I was surprised to see strong correlations–0.964 for the peaks, and 1 for the troughs.  While it can be hoped that the next recession will have a less-negative job recovery score, based on this analysis we can expect that it won’t.  If the pattern holds, the next employment recession will be shallower, and the relative recovery much slower than the current one.  Why this is happening–have monetary and fiscal responses become less robust over time?  I obtained the historical Federal Funds Rate data and compared it with the recession score graph:

Federal Funds Rate and Recession Scores

The Federal Reserve tends to raise interest rates during expansions to reduce inflation, and drops them during recessions to promote recovery.  Based on the Federal Funds Rate, it’s pretty obvious that this policy response has been relatively mute since about 1990, but it has fallen more and risen less.  On the whole, interest rates have been much lower over the last 20 years than during the time from the late 1960s to early 1980s.  The next image shows the fiscal response in the form of Federal deficit spending as a percentage of nominal GDP:

Federal Federal Deficit Spending Since 1946 as % of GDP

Based on this chart, we can see that the fiscal response to recessions has, in fact, been proportionately stronger since 1970 than it was from 1946-1969.  Based on policy interest rate data and the Federal deficit data, I think the policy responses have not weakened since the 1948 recession; they have just become less effective.  This may be the least desirable conclusion of all.  Tax cuts and spending increases at the Federal level, even coupled with aggressive monetary policy from the Federal Reserve, have not been sufficient to solve the problem of long employment recessions in the United States.

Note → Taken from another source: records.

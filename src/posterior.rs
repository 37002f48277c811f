use crate::backward::Backward;
use crate::error::{HmmError, Result};
use crate::forward::Forward;
use crate::model::Hmm;
use itertools::Itertools;
use ndarray::prelude::*;

/// The E-step of Baum-Welch: posterior state and transition occupancies.
///
/// $$
/// γ_i(t) = P(X_t=i|Y,θ) = \frac{α_i(t)β_i(t)}{P(Y|θ)}
/// $$
///
/// $ξ_{ij}(t)$ is the probability of being in state $i$ at time $t$ and in state $j$ at time
/// $t + 1$:
///
/// $$
/// ξ_{ij}(t) = P(X_t=i,X_{t+1}=j|Y,θ) = \frac{α_i(t) a_{ij} b_j(y_{t+1}) β_j(t+1)}{P(Y|θ)}
/// $$
#[derive(Clone, Debug, PartialEq)]
pub struct Posteriors {
    /// $T × N$
    pub gamma: Array2<f64>,
    /// $(T - 1) × N × N$
    pub xi: Array3<f64>,
}

impl Posteriors {
    /// Combine the two lattices of one sequence. Both passes must have been run on `ys`
    /// with the current parameters of `hmm`, and the likelihood must be positive.
    pub fn compute(hmm: &Hmm, ys: &[usize], forward: &Forward, backward: &Backward) -> Self {
        let likelihood = forward.likelihood;
        let gamma = &forward.alpha * &backward.beta / likelihood;

        let n = hmm.n();
        let mut xi = Array3::<f64>::zeros((ys.len().saturating_sub(1), n, n));
        for (t, (_y_t0, &y_t1)) in ys.iter().tuple_windows().enumerate() {
            for i in 0..n {
                for j in 0..n {
                    xi[(t, i, j)] = forward.alpha[(t, i)]
                        * hmm.a[(i, j)]
                        * hmm.b[(j, y_t1)]
                        * backward.beta[(t + 1, j)]
                        / likelihood;
                }
            }
        }

        Self { gamma, xi }
    }
}

impl Hmm {
    /// Given a sequence of observations, compute the probability of being in each state at
    /// each point in time ($γ$), and of each transition between consecutive points ($ξ$).
    ///
    /// Fails if `ys` is malformed or impossible under the current parameters.
    pub fn posteriors(&self, ys: &[usize]) -> Result<Posteriors> {
        let forward = self.forward(ys)?;
        if forward.likelihood <= 0.0 {
            return Err(HmmError::invalid(
                "observation sequence has zero probability under the model",
            ));
        }
        let backward = self.backward_unchecked(ys);
        Ok(Posteriors::compute(self, ys, &forward, &backward))
    }
}
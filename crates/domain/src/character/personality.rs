use serde::{Deserialize, Serialize};

/// Free-text roleplaying notes.
#[derive(Debug, Clone, Default, PartialEq, Eq, Serialize, Deserialize)]
#[serde(rename_all = "camelCase", default)]
pub struct PersonalityBackground {
    pub personality: String,
    pub ideals: String,
    pub bonds: String,
    pub flaws: String,
    pub background: String,
}

impl PersonalityBackground {
    pub fn is_empty(&self) -> bool {
        [
            &self.personality,
            &self.ideals,
            &self.bonds,
            &self.flaws,
            &self.background,
        ]
        .iter()
        .all(|field| field.trim().is_empty())
    }
}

In light of these problems, it’s tempting to point to trade deficits and uncontrolled immigration as causes of the seeming impotence of public policy to promote post-recession employment recovery.  Unfortunately, the data on these effects are mixed at best.  While there are many social problems caused by these issues, worker displacement for starters, it’s doubtful that they are the driving force of policy impotence.  It’s clear also that privately owned and managed institutions have not solved the problem either.

To end this post, I will barf out a few of my own opinions.  Feel free to stop reading now if you don’t want to hear it.  At the tail end of a May 20, 2013 discussion of economic inequality and growth at the City University of New York, Paul Krugman noted that the two periods with the highest economic growth in the US coincided with the Gilded Age (1870-1900) and the Post-WWII boom (1946-1973).  During the Gilded Age inequality grew fast, and during the Post-WWII Boom inequality declined.  He expected a closer relationship between inequality and growth, whether it was positive or negative.  I think Dr Krugman’s statement has to be examined from the perspective of real capital formation.  During the Gilded Age, the policy of the US government was to distribute land to settlers who were willing, able, and (unfortunately) racially favored to work it.  We should not kid ourselves–the Homestead Acts were coupled with one of the most horrific campaigns of genocide against a native population ever seen in human history.  But from an economic perspective they were a transfer of capital in the form of land into the hands of relatively cash-poor individuals.  The financial inequality of the Gilded Age was mitigated by the largely agrarian nature of society and the availability of free or cheap land.  Even if a homesteader could not profitably work a claim, he or she could reasonably expect make money by selling it.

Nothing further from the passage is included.